Camille met Herve when Fantasy Island was in the pilot stage. At first she felt ill at ease about his attentions. “We talked, and then Herve walked away,” she recalls. “He returned with a sketch he had drawn—a bird with tears in its eyes—and told me, ‘This is you.’ ” Soon they were going out.

Last April she joined him on a trip to France. “For a lot of men, inviting a woman to dinner or on a trip is a license to take her to bed,” observes Herve. “I told Camille, ‘Don’t worry, you don’t have to say yes to everything I ask.’ ” She adds, “We had a little conflict of interest there.” Acknowledges Herve, “We were fighting like cats and dogs.”

But in July, on an L.A.-to-New York flight, Herve proposed. “He had been pumping me about whether I minded this or that about him,” Camille says. “Then he popped the question. I thought, ‘I’m 23, I want a career—can I be a wife?’ I told him yes.”

Villechaize is the youngest of four sons in an otherwise normal-size French family. His father was a surgeon in Toulon. A poor scholar (he quit at 11) but a gifted painter, Herve attended art schools, then emigrated to New York in 1963 and enrolled at the Art Students League. Work as a free-lance photographer led to a 1966 meeting with movie director Conrad Rooks, who was shooting the avant-garde Chappaqua. Quips Herve, “I was asked to play a small part.” That led to other films, Broadway, and even the New York City Opera. Fantasy Island’s producers spotted him in the James Bond thriller The Man with the Golden Gun. For each episode he now reportedly earns $4,000.

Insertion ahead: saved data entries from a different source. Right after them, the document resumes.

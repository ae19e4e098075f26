use crate::{ActionError, Field};
use chrono::{DateTime, Utc};
use serde::{Deserialize, Serialize};
use std::collections::BTreeMap;
use std::fmt;
use uuid::Uuid;

pub type WorkflowId = String;
pub type NodeId = String;

/// Node container type that the engine executes. Every other type is
/// editor-only and skipped during a run.
pub const EXECUTABLE_NODE_TYPE: &str = "custom";

/// Lifecycle state of a workflow.
#[derive(Debug, Clone, Copy, Default, PartialEq, Eq, Hash, Serialize, Deserialize)]
#[serde(rename_all = "lowercase")]
pub enum WorkflowStatus {
    #[default]
    Pending,
    Running,
    Passed,
    Failed,
}

impl WorkflowStatus {
    pub fn as_str(&self) -> &'static str {
        match self {
            WorkflowStatus::Pending => "pending",
            WorkflowStatus::Running => "running",
            WorkflowStatus::Passed => "passed",
            WorkflowStatus::Failed => "failed",
        }
    }
}

impl fmt::Display for WorkflowStatus {
    fn fmt(&self, f: &mut fmt::Formatter<'_>) -> fmt::Result {
        f.write_str(self.as_str())
    }
}

/// Generate a display token for a new workflow, e.g. `#3fa91c0d`.
pub fn generate_workflow_id() -> WorkflowId {
    let raw = Uuid::new_v4().simple().to_string();
    format!("#{}", &raw[..8])
}

/// Persisted workflow definition plus the state of its latest run
#[derive(Debug, Clone, Serialize, Deserialize)]
#[serde(rename_all = "camelCase")]
pub struct Workflow {
    #[serde(default = "generate_workflow_id")]
    pub workflow_id: WorkflowId,
    pub name: String,
    #[serde(default)]
    pub description: String,
    /// Execution order is the order of this list.
    #[serde(default)]
    pub nodes: Vec<NodeSpec>,
    /// Stored for the editor; never used to order execution.
    #[serde(default)]
    pub edges: Vec<Edge>,
    #[serde(default)]
    pub status: WorkflowStatus,
    #[serde(default)]
    pub error: Option<String>,
    /// Last captured output per node id.
    #[serde(default)]
    pub results: BTreeMap<NodeId, NodeResult>,
    #[serde(default = "Utc::now")]
    pub created_on: DateTime<Utc>,
    #[serde(default = "Utc::now")]
    pub last_edited_on: DateTime<Utc>,
    #[serde(default)]
    pub last_executed_on: Option<DateTime<Utc>>,
}

impl Workflow {
    pub fn new(name: impl Into<String>) -> Self {
        let now = Utc::now();
        Self {
            workflow_id: generate_workflow_id(),
            name: name.into(),
            description: String::new(),
            nodes: Vec::new(),
            edges: Vec::new(),
            status: WorkflowStatus::Pending,
            error: None,
            results: BTreeMap::new(),
            created_on: now,
            last_edited_on: now,
            last_executed_on: None,
        }
    }

    pub fn with_id(mut self, workflow_id: impl Into<String>) -> Self {
        self.workflow_id = workflow_id.into();
        self
    }

    pub fn with_description(mut self, description: impl Into<String>) -> Self {
        self.description = description.into();
        self
    }

    pub fn add_node(&mut self, node: NodeSpec) -> NodeId {
        let id = node.id.clone();
        self.nodes.push(node);
        id
    }

    pub fn connect(&mut self, source: impl Into<String>, target: impl Into<String>) {
        let source = source.into();
        let target = target.into();
        self.edges.push(Edge {
            id: format!("e{}-{}", source, target),
            source,
            target,
        });
    }

    /// Enter `running`. Allowed from any state, so finished runs can be repeated.
    pub fn begin_run(&mut self, now: DateTime<Utc>) {
        self.status = WorkflowStatus::Running;
        self.error = None;
        self.last_executed_on = Some(now);
    }

    pub fn complete_run(&mut self) {
        self.status = WorkflowStatus::Passed;
        self.error = None;
    }

    pub fn fail_run(&mut self, error: &ActionError) {
        self.status = WorkflowStatus::Failed;
        self.error = Some(error.to_string());
    }

    pub fn record_result(&mut self, node_id: impl Into<NodeId>, result: NodeResult) {
        self.results.insert(node_id.into(), result);
    }

    /// Nodes the engine will hand to an executor lookup, in run order.
    pub fn executable_nodes(&self) -> impl Iterator<Item = &NodeSpec> {
        self.nodes.iter().filter(|n| n.is_executable())
    }
}

/// A single node in a workflow
#[derive(Debug, Clone, Serialize, Deserialize)]
pub struct NodeSpec {
    pub id: NodeId,
    #[serde(rename = "type", default)]
    pub node_type: String,
    #[serde(default, skip_serializing_if = "Option::is_none")]
    pub position: Option<Position>,
    #[serde(default)]
    pub data: NodeData,
}

impl NodeSpec {
    pub fn new(id: impl Into<String>, node_type: impl Into<String>) -> Self {
        Self {
            id: id.into(),
            node_type: node_type.into(),
            position: None,
            data: NodeData::default(),
        }
    }

    /// Executable node of the given action kind (`api`, `email`, ...).
    pub fn action(id: impl Into<String>, kind: impl Into<String>) -> Self {
        let mut node = Self::new(id, EXECUTABLE_NODE_TYPE);
        node.data.node_type = Some(kind.into());
        node
    }

    pub fn with_label(mut self, label: impl Into<String>) -> Self {
        self.data.label = Some(label.into());
        self
    }

    pub fn with_field(mut self, label: impl Into<String>, value: impl Into<String>) -> Self {
        self.data.fields.push(Field::new(label, value));
        self
    }

    pub fn with_position(mut self, x: f32, y: f32) -> Self {
        self.position = Some(Position { x, y });
        self
    }

    pub fn is_executable(&self) -> bool {
        self.node_type == EXECUTABLE_NODE_TYPE
    }

    /// Action kind used for dispatch, only for executable nodes.
    pub fn action_kind(&self) -> Option<&str> {
        if !self.is_executable() {
            return None;
        }
        self.data.node_type.as_deref()
    }
}

#[derive(Debug, Clone, Default, Serialize, Deserialize)]
#[serde(rename_all = "camelCase")]
pub struct NodeData {
    #[serde(default, skip_serializing_if = "Option::is_none")]
    pub label: Option<String>,
    #[serde(default, skip_serializing_if = "Option::is_none")]
    pub node_type: Option<String>,
    #[serde(default)]
    pub fields: Vec<Field>,
}

/// Stored relationship between two nodes
#[derive(Debug, Clone, PartialEq, Eq, Serialize, Deserialize)]
pub struct Edge {
    pub id: String,
    pub source: NodeId,
    pub target: NodeId,
}

/// Node position in visual editor
#[derive(Debug, Clone, Copy, Serialize, Deserialize)]
pub struct Position {
    pub x: f32,
    pub y: f32,
}

/// Output captured from a node's last successful execution
#[derive(Debug, Clone, PartialEq, Serialize, Deserialize)]
#[serde(rename_all = "camelCase")]
pub struct NodeResult {
    pub response: serde_json::Value,
    #[serde(default, skip_serializing_if = "Option::is_none")]
    pub status: Option<u16>,
    pub recorded_on: DateTime<Utc>,
}

#[cfg(test)]
mod tests {
    use super::*;
    use serde_json::json;

    #[test]
    fn test_status_wire_values() {
        for (status, wire) in [
            (WorkflowStatus::Pending, "\"pending\""),
            (WorkflowStatus::Running, "\"running\""),
            (WorkflowStatus::Passed, "\"passed\""),
            (WorkflowStatus::Failed, "\"failed\""),
        ] {
            assert_eq!(serde_json::to_string(&status).unwrap(), wire);
        }
    }

    #[test]
    fn test_deserialize_editor_document() {
        let doc = json!({
            "workflowId": "#1234",
            "name": "Notify",
            "nodes": [
                {
                    "id": "1",
                    "type": "custom",
                    "position": {"x": 10.0, "y": 20.0},
                    "data": {
                        "label": "Call API",
                        "nodeType": "api",
                        "fields": [{"label": "Endpoint", "value": "https://example.test"}]
                    }
                },
                {"id": "2", "type": "input", "data": {"label": "Start"}}
            ],
            "edges": [{"id": "e1-2", "source": "1", "target": "2"}],
            "status": "failed",
            "error": "ApiError: boom"
        });

        let workflow: Workflow = serde_json::from_value(doc).unwrap();
        assert_eq!(workflow.workflow_id, "#1234");
        assert_eq!(workflow.status, WorkflowStatus::Failed);
        assert_eq!(workflow.nodes[0].action_kind(), Some("api"));
        assert_eq!(workflow.nodes[1].action_kind(), None);
        assert_eq!(workflow.executable_nodes().count(), 1);
        assert!(workflow.last_executed_on.is_none());
        assert!(workflow.results.is_empty());
    }

    #[test]
    fn test_serialize_uses_camel_case() {
        let workflow = Workflow::new("Example").with_id("#0001");
        let value = serde_json::to_value(&workflow).unwrap();
        assert_eq!(value["workflowId"], "#0001");
        assert_eq!(value["status"], "pending");
        assert!(value["lastExecutedOn"].is_null());
        assert!(value.get("createdOn").is_some());
    }

    #[test]
    fn test_run_transitions() {
        let mut workflow = Workflow::new("Example");
        workflow.fail_run(&ActionError::Api("down".to_string()));
        assert_eq!(workflow.status, WorkflowStatus::Failed);
        assert_eq!(workflow.error.as_deref(), Some("ApiError: down"));

        workflow.begin_run(Utc::now());
        assert_eq!(workflow.status, WorkflowStatus::Running);
        assert!(workflow.error.is_none());
        assert!(workflow.last_executed_on.is_some());

        workflow.complete_run();
        assert_eq!(workflow.status, WorkflowStatus::Passed);
        assert!(workflow.error.is_none());
    }

    #[test]
    fn test_generated_ids_are_tokens() {
        let id = generate_workflow_id();
        assert!(id.starts_with('#'));
        assert_eq!(id.len(), 9);
        assert_ne!(id, generate_workflow_id());
    }
}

To Camille, Fantasy Island was merely another bit part until she met Herve. The daughter of Studio City appliance repair shop owners, she dropped out of Cal State at Northridge and was picking up small roles in TV shows such as Kojak and Skag. “I’m devoted now to his career,” she says. “We each have to make adjustments, but we’re no different from any other married couple—except that usually the husband is taller than the wife.” The height gap aside, what differences remain now that they’ve moved to Herve’s 1.5-acre San Fernando Valley ranch, with its collection of chickens, ducks, horses, dogs, rabbits, an owl and a raccoon? She pauses, as if to say “How shall I put it?” then replies with a smile, “The animals. I’ll help him with them. But he likes the animals better than I do.”